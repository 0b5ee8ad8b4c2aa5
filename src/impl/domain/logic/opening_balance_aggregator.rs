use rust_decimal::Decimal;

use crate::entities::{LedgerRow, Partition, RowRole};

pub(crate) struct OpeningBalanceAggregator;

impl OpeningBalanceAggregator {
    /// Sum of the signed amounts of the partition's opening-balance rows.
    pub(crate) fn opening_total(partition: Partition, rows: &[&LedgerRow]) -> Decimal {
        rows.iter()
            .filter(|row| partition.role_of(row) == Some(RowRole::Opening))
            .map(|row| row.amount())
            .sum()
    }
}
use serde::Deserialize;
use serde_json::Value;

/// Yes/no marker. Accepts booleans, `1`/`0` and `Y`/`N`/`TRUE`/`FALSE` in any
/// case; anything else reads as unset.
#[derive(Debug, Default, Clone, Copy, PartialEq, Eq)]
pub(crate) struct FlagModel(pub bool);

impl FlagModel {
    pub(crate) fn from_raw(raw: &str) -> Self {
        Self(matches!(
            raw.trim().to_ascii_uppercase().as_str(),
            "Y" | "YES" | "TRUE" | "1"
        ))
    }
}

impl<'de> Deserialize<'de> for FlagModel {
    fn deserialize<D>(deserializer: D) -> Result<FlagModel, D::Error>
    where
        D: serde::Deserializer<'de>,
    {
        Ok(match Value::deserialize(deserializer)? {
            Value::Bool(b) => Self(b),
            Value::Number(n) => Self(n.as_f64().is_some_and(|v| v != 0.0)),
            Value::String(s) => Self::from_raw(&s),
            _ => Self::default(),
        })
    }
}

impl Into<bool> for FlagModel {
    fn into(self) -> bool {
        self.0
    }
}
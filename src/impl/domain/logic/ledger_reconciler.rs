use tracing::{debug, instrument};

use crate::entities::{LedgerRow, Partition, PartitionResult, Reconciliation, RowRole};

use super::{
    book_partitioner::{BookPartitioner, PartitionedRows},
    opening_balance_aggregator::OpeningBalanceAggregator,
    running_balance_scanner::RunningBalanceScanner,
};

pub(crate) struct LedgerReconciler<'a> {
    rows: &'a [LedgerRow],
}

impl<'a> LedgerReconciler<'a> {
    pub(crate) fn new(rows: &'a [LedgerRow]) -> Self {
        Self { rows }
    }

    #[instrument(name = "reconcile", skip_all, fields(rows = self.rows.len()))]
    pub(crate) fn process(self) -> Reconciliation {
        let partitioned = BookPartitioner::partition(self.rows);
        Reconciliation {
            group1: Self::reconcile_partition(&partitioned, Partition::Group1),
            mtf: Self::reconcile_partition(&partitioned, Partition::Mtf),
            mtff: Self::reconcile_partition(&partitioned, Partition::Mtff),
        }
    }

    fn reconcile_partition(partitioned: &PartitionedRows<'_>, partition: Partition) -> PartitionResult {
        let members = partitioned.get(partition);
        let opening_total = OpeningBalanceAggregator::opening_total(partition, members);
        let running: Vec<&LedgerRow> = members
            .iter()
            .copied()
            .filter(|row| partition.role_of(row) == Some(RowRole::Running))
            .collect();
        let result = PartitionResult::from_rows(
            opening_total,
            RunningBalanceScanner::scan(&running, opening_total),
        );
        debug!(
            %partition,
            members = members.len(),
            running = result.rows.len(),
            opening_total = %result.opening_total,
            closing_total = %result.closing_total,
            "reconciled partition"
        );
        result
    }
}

→ Exercise objective: Beginning of the records through the line with "partition.role_of(row) == Some(RowRole::Opening))": return that span exactly and stop there.

→ Written reply:
repository 0b5ee8ad8b4c2aa5
filename src/impl/domain/logic/opening_balance_aggregator.rs
use rust_decimal::Decimal;

use crate::entities::{LedgerRow, Partition, RowRole};

pub(crate) struct OpeningBalanceAggregator;

impl OpeningBalanceAggregator {
    /// Sum of the signed amounts of the partition's opening-balance rows.
    pub(crate) fn opening_total(partition: Partition, rows: &[&LedgerRow]) -> Decimal {
        rows.iter()
            .filter(|row| partition.role_of(row) == Some(RowRole::Opening))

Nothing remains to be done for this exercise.